The pandemic-ravaged months have taken a heavy toll on everyone and especially on women, who sadly were the first set of people in many households to take a hit on their careers - either due to a job loss or by opting out to help at home.
The pandemic-ravaged months have taken a heavy toll on everyone and especially on women, who sadly were the first set of people in many households to take a hit on their careers – either due to a job loss or by opting out to help at home. But those who have engaged closely with women in their journey during the pandemic seem to have witnessed powerful stories of hope and entrepreneurship.
“Women may have been the worst-hit during the pandemic but we found them redefine entrepreneurial zeal and not only were they able to supplement shortfalls in their household incomes but were quick to adopt and pivot businesses to new realities,” says Jayshree Vyas, the managing director of SEWA Bank, a leading Gujarat-based cooperative bank, focused only on women – especially those that are either day-wage earners, migrant labour or running small businesses.

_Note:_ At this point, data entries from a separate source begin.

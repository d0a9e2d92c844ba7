//! SPF (Sender Policy Framework) evaluation
//!
//! Advisory only: the session logs the result and never rejects on it.
//! The policy is deliberately lenient. `+all`, `~all` and `?all` count as
//! a pass, and so does a record where no mechanism matched. Only an explicit
//! `-` match fails. Supported mechanisms: `ip4`, `ip6` (with CIDR), `a`,
//! `a:<domain>`, `all`; anything else is skipped.

use crate::dns::DnsResolver;
use crate::utils::domain_of;
use ipnet::IpNet;
use std::net::IpAddr;
use std::sync::Arc;
use tracing::debug;

/// SPF validation result
#[derive(Debug, Clone, Copy, PartialEq, Eq)]
pub enum SpfResult {
    /// Sender is authorized (including the lenient cases)
    Pass,
    /// An explicit `-` mechanism matched
    Fail,
    /// No `v=spf1` record published
    None,
    /// DNS failed while evaluating
    TempError,
    /// Sender has no domain to check
    PermError,
}

impl SpfResult {
    pub fn passes(&self) -> bool {
        matches!(self, SpfResult::Pass)
    }

    pub fn as_str(&self) -> &'static str {
        match self {
            SpfResult::Pass => "pass",
            SpfResult::Fail => "fail",
            SpfResult::None => "none",
            SpfResult::TempError => "temperror",
            SpfResult::PermError => "permerror",
        }
    }
}

impl std::fmt::Display for SpfResult {
    fn fmt(&self, f: &mut std::fmt::Formatter<'_>) -> std::fmt::Result {
        f.write_str(self.as_str())
    }
}

#[derive(Debug, Clone, Copy, PartialEq, Eq)]
enum Qualifier {
    Pass,
    Fail,
    SoftFail,
    Neutral,
}

impl Qualifier {
    fn split(term: &str) -> (Self, &str) {
        match term.as_bytes().first() {
            Some(b'+') => (Qualifier::Pass, &term[1..]),
            Some(b'-') => (Qualifier::Fail, &term[1..]),
            Some(b'~') => (Qualifier::SoftFail, &term[1..]),
            Some(b'?') => (Qualifier::Neutral, &term[1..]),
            _ => (Qualifier::Pass, term),
        }
    }

    fn result(self) -> SpfResult {
        match self {
            Qualifier::Fail => SpfResult::Fail,
            Qualifier::Pass | Qualifier::SoftFail | Qualifier::Neutral => SpfResult::Pass,
        }
    }
}

pub struct SpfValidator {
    resolver: Arc<dyn DnsResolver>,
}

impl SpfValidator {
    pub fn new(resolver: Arc<dyn DnsResolver>) -> Self {
        Self { resolver }
    }

    /// Check whether `ip` may send mail for the domain of `sender`
    pub async fn check(&self, ip: IpAddr, sender: &str) -> SpfResult {
        let Some(domain) = domain_of(sender) else {
            debug!("SPF: sender {:?} has no domain", sender);
            return SpfResult::PermError;
        };

        let records = match self.resolver.txt(&domain).await {
            Ok(records) => records,
            Err(e) => {
                debug!("SPF: TXT lookup for {} failed: {}", domain, e);
                return SpfResult::TempError;
            }
        };

        let Some(record) = select_record(&records) else {
            debug!("SPF: no v=spf1 record for {}", domain);
            return SpfResult::None;
        };

        let result = self.evaluate(record, &domain, ip).await;
        debug!("SPF {} for {} from {} ({})", result, domain, ip, record);
        result
    }

    /// Evaluate one `v=spf1` record; first matching mechanism decides
    pub async fn evaluate(&self, record: &str, domain: &str, ip: IpAddr) -> SpfResult {
        for term in record.split_whitespace().skip(1) {
            let (qualifier, mechanism) = Qualifier::split(term);
            let (name, argument) = match mechanism.split_once(':') {
                Some((name, argument)) => (name, Some(argument)),
                None => (mechanism, None),
            };
            let base = name.split('/').next().unwrap_or(name);

            let matched = match base.to_lowercase().as_str() {
                "all" => true,
                "ip4" | "ip6" => argument.is_some_and(|network| ip_matches(network, ip)),
                "a" => self.a_matches(&mechanism[1..], domain, ip).await,
                other => {
                    debug!("SPF: skipping unsupported term {}", other);
                    false
                }
            };

            if matched {
                return qualifier.result();
            }
        }

        SpfResult::Pass
    }

    /// `a`, `a:host`, `a/24`, `a:host/24//64`; a failed lookup is no match
    async fn a_matches(&self, spec: &str, domain: &str, ip: IpAddr) -> bool {
        let (host, v4_prefix, v6_prefix) = parse_a_spec(spec, domain);
        match self.resolver.ips(host).await {
            Ok(addresses) => addresses.iter().any(|address| {
                let prefix = if address.is_ipv4() { v4_prefix } else { v6_prefix };
                IpNet::new(*address, prefix).is_ok_and(|net| net.contains(&ip))
            }),
            Err(e) => {
                debug!("SPF: A lookup for {} failed, treating as no match: {}", host, e);
                false
            }
        }
    }
}

/// Split what follows `a` into target host and the v4 / v6 prefix lengths
fn parse_a_spec<'a>(spec: &'a str, domain: &'a str) -> (&'a str, u8, u8) {
    let (host, cidr) = match spec.strip_prefix(':') {
        Some(rest) => match rest.find('/') {
            Some(at) => (&rest[..at], &rest[at..]),
            None => (rest, ""),
        },
        None => (domain, spec),
    };

    let (v4, v6) = match cidr.split_once("//") {
        Some((v4, v6)) => (v4, Some(v6)),
        None => (cidr, None),
    };
    let v4 = v4.strip_prefix('/').and_then(|p| p.parse().ok()).unwrap_or(32);
    let v6 = v6.and_then(|p| p.parse().ok()).unwrap_or(128);
    (host, v4, v6)
}

fn select_record(records: &[String]) -> Option<&str> {
    records
        .iter()
        .map(|r| r.trim())
        .find(|r| r.eq_ignore_ascii_case("v=spf1") || r.to_lowercase().starts_with("v=spf1 "))
}

/// `network` is an address or CIDR; a bare address matches exactly
fn ip_matches(network: &str, ip: IpAddr) -> bool {
    if let Ok(net) = network.parse::<IpNet>() {
        return net.contains(&ip);
    }
    match network.parse::<IpAddr>() {
        Ok(address) => address == ip,
        Err(_) => {
            debug!("SPF: malformed network {}", network);
            false
        }
    }
}

#[cfg(test)]
mod tests {
    use super::*;
    use crate::dns::MockDnsResolver;
    use crate::error::MailError;

    fn ip(s: &str) -> IpAddr {
        s.parse().unwrap()
    }

    fn validator_with_txt(records: Vec<String>) -> SpfValidator {
        let mut resolver = MockDnsResolver::new();
        resolver
            .expect_txt()
            .returning(move |_| Ok(records.clone()));
        resolver
            .expect_ips()
            .returning(|host| match host {
                "example.org" => Ok(vec!["192.0.2.1".parse().unwrap()]),
                "mail.example.org" => Ok(vec!["2001:db8::25".parse().unwrap()]),
                _ => Ok(Vec::new()),
            });
        SpfValidator::new(Arc::new(resolver))
    }

    #[tokio::test]
    async fn test_ip4_cidr_pass_and_hard_fail() {
        let validator = validator_with_txt(vec![
            "google-site-verification=abc".to_string(),
            "v=spf1 ip4:203.0.113.0/24 -all".to_string(),
        ]);

        assert_eq!(validator.check(ip("203.0.113.77"), "a@example.org").await, SpfResult::Pass);
        assert_eq!(validator.check(ip("198.51.100.1"), "a@example.org").await, SpfResult::Fail);
    }

    #[tokio::test]
    async fn test_lenient_all_qualifiers() {
        for record in ["v=spf1 ~all", "v=spf1 ?all", "v=spf1 +all", "v=spf1 ip4:10.0.0.1"] {
            let validator = validator_with_txt(vec![record.to_string()]);
            assert_eq!(
                validator.check(ip("198.51.100.1"), "a@example.org").await,
                SpfResult::Pass,
                "{}",
                record
            );
        }
    }

    #[tokio::test]
    async fn test_a_mechanisms_and_ip6() {
        let validator = validator_with_txt(vec![
            "v=spf1 a a:mail.example.org ip6:2001:db8:1::/48 -all".to_string(),
        ]);

        assert!(validator.check(ip("192.0.2.1"), "x@example.org").await.passes());
        assert!(validator.check(ip("2001:db8::25"), "x@example.org").await.passes());
        assert!(validator.check(ip("2001:db8:1::99"), "x@example.org").await.passes());
        assert_eq!(validator.check(ip("192.0.2.2"), "x@example.org").await, SpfResult::Fail);
    }

    #[tokio::test]
    async fn test_failed_a_lookup_does_not_stop_evaluation() {
        let mut resolver = MockDnsResolver::new();
        resolver
            .expect_txt()
            .returning(|_| Ok(vec!["v=spf1 a:gone.example ip4:198.51.100.0/24 -all".to_string()]));
        resolver
            .expect_ips()
            .returning(|host| Err(MailError::DnsLookup(format!("NXDOMAIN {}", host))));
        let validator = SpfValidator::new(Arc::new(resolver));

        assert_eq!(validator.check(ip("198.51.100.7"), "a@example.org").await, SpfResult::Pass);
        assert_eq!(validator.check(ip("203.0.113.7"), "a@example.org").await, SpfResult::Fail);
    }

    #[tokio::test]
    async fn test_a_mechanism_with_prefix() {
        let validator = validator_with_txt(vec!["v=spf1 a/24 a:mail.example.org//64 -all".to_string()]);

        assert!(validator.check(ip("192.0.2.200"), "x@example.org").await.passes());
        assert!(validator.check(ip("2001:db8::ffff"), "x@example.org").await.passes());
        assert_eq!(validator.check(ip("192.0.3.1"), "x@example.org").await, SpfResult::Fail);
        assert_eq!(validator.check(ip("2001:db8:0:1::1"), "x@example.org").await, SpfResult::Fail);
    }

    #[test]
    fn test_parse_a_spec() {
        assert_eq!(parse_a_spec("", "example.org"), ("example.org", 32, 128));
        assert_eq!(parse_a_spec("/24", "example.org"), ("example.org", 24, 128));
        assert_eq!(parse_a_spec(":mx.example.org/28//64", "example.org"), ("mx.example.org", 28, 64));
        assert_eq!(parse_a_spec("//48", "example.org"), ("example.org", 32, 48));
    }

    #[tokio::test]
    async fn test_dash_qualified_match_fails() {
        let validator = validator_with_txt(vec!["v=spf1 -ip4:192.0.2.9 +all".to_string()]);
        assert_eq!(validator.check(ip("192.0.2.9"), "a@example.org").await, SpfResult::Fail);
        assert_eq!(validator.check(ip("192.0.2.8"), "a@example.org").await, SpfResult::Pass);
    }

    #[tokio::test]
    async fn test_no_record_and_dns_error() {
        let validator = validator_with_txt(vec!["unrelated".to_string()]);
        let result = validator.check(ip("192.0.2.1"), "a@example.org").await;
        assert_eq!(result, SpfResult::None);
        assert!(!result.passes());

        let mut resolver = MockDnsResolver::new();
        resolver
            .expect_txt()
            .returning(|_| Err(MailError::DnsLookup("SERVFAIL".to_string())));
        let validator = SpfValidator::new(Arc::new(resolver));
        assert_eq!(validator.check(ip("192.0.2.1"), "a@example.org").await, SpfResult::TempError);
        assert_eq!(validator.check(ip("192.0.2.1"), "nodomain").await, SpfResult::PermError);
    }
}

SEWA stands for Shri Mahila Sewa Sahakari Bank.
Vyas does point out that there were challenges galore for all, including banks and that SEWA Bank was no exception. “Despite keeping the bank operations on, as it was categorized as essential services, and with all the challenging of skeletal staff attendance and physical distancing precautions, the bank in this challenging year has managed to grow its total balance sheet,” says Vyas. “While maintaining the revenue and profitability growth will be a challenge, our total balance sheet size has increased from Rs 425 crore pre-pandemic to around Rs 500 crore currently and we have added 30,000 new depositors,” she says.

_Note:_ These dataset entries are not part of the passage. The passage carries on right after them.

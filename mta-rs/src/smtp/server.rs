use crate::error::Result;
use crate::smtp::session::{SmtpContext, SmtpSession};
use std::sync::Arc;
use tokio::net::TcpListener;
use tracing::{error, info};

pub struct SmtpServer {
    ctx: Arc<SmtpContext>,
}

impl SmtpServer {
    pub fn new(ctx: SmtpContext) -> Self {
        Self { ctx: Arc::new(ctx) }
    }

    pub async fn bind(&self) -> Result<TcpListener> {
        let listener = TcpListener::bind(&self.ctx.config.smtp.listen_addr).await?;
        info!("SMTP server listening on {}", self.ctx.config.smtp.listen_addr);
        Ok(listener)
    }

    pub async fn run(&self) -> Result<()> {
        let listener = self.bind().await?;
        self.serve(listener).await
    }

    /// Accept loop over an already bound listener, one task per connection
    pub async fn serve(&self, listener: TcpListener) -> Result<()> {
        loop {
            match listener.accept().await {
                Ok((socket, addr)) => {
                    info!("New SMTP connection from {}", addr);

                    let session = SmtpSession::new(self.ctx.clone(), addr.ip());
                    tokio::spawn(async move {
                        if let Err(e) = session.handle(socket).await {
                            error!("Session error from {}: {}", addr, e);
                        }
                    });
                }
                Err(e) => {
                    error!("Failed to accept connection: {}", e);
                }
            }
        }
    }
}
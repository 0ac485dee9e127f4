//! Upload validation performed before a job is admitted.

use crate::error::CoreError;

/// Image types a slot accepts.
pub const ALLOWED_CONTENT_TYPES: [&str; 3] = ["image/jpeg", "image/png", "image/webp"];

/// Default upload cap in bytes.
pub const DEFAULT_MAX_UPLOAD_BYTES: usize = 15 * 1024 * 1024;

/// File extension used when storing media of `content_type`.
pub fn extension_for(content_type: &str) -> &'static str {
    match content_type {
        "image/jpeg" => "jpg",
        "image/png" => "png",
        "image/webp" => "webp",
        _ => "bin",
    }
}

/// Lower-cased media type without parameters, e.g. `image/jpeg`.
pub fn normalize_content_type(content_type: &str) -> String {
    content_type
        .split(';')
        .next()
        .unwrap_or_default()
        .trim()
        .to_ascii_lowercase()
}

/// MIME type of a stored media path, judged by its extension.
pub fn mime_for_path(path: &str) -> &'static str {
    let extension = path.rsplit_once('.').map(|(_, ext)| ext.to_ascii_lowercase());
    match extension.as_deref() {
        Some("jpg" | "jpeg") => "image/jpeg",
        Some("png") => "image/png",
        Some("webp") => "image/webp",
        _ => "application/octet-stream",
    }
}

/// Reject uploads with an unsupported type, no content or too many bytes.
pub fn validate_upload(content_type: &str, size: usize, max_bytes: usize) -> Result<(), CoreError> {
    let normalized = normalize_content_type(content_type);
    if !ALLOWED_CONTENT_TYPES.contains(&normalized.as_str()) {
        return Err(CoreError::Validation(format!(
            "unsupported content type '{content_type}'"
        )));
    }
    if size == 0 {
        return Err(CoreError::Validation("upload is empty".to_string()));
    }
    if size > max_bytes {
        return Err(CoreError::Validation(format!(
            "upload of {size} bytes exceeds the {max_bytes} byte limit"
        )));
    }
    Ok(())
}

#[cfg(test)]
mod tests {
    use super::*;

    #[test]
    fn accepts_supported_images() {
        for ct in ALLOWED_CONTENT_TYPES {
            assert!(validate_upload(ct, 10, 100).is_ok());
        }
        assert!(validate_upload("image/JPEG; charset=binary", 10, 100).is_ok());
    }

    #[test]
    fn rejects_bad_uploads() {
        assert!(validate_upload("image/gif", 10, 100).is_err());
        assert!(validate_upload("image/png", 0, 100).is_err());
        assert!(validate_upload("image/png", 101, 100).is_err());
    }

    #[test]
    fn extension_matches_type() {
        assert_eq!(extension_for("image/webp"), "webp");
        assert_eq!(extension_for("application/octet-stream"), "bin");
        assert_eq!(mime_for_path("temp/a/b.JPG"), "image/jpeg");
        assert_eq!(mime_for_path("temp/a/b"), "application/octet-stream");
    }
}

What stands out during the pandemic months, she says, is the way in which its borrowers, who are all women, responded. About 20 per cent of the total, who are into garment-making overcame the shortfall in demand by adding new lines of activities like making masks with the help of working capital from the bank. Another 20 per cent of who are into foods-related businesses, sought access to working to build home-made foods and help in transportation linkages for home delivery. What has been new learning for Vyas was the financial prudence of women migrant labour. “About 30 per cent of our total members (the term she uses for borrowers) are migrant labour. Almost all of them have returned and almost 98 per cent of them have repaid their loans too,” says Vyas. She therefore finds, if you give women access to the capital they can come up with new ways to approach the business or pivot it to a new reality,” says Vyas. For instance, knowing that many people were managing without maids at home and doing their own cleaning and swapping, took to making long-handled brooms and supplying locally. In fact, Vyas says the desire to augment household income and to focus on savings was so strong that in just during the months of lockdown we saw around 5,000 new accounts open up in some of the worst affected areas with women seeking access to capital and to new saving options. SEWA Bank, where vegetable vendors make up to 30 per cent of total members, has 80 per cent of its total membership in urban areas and the rest in rural areas. It operates in six districts of Gujarat, including Ahmedabad, where it is headquartered.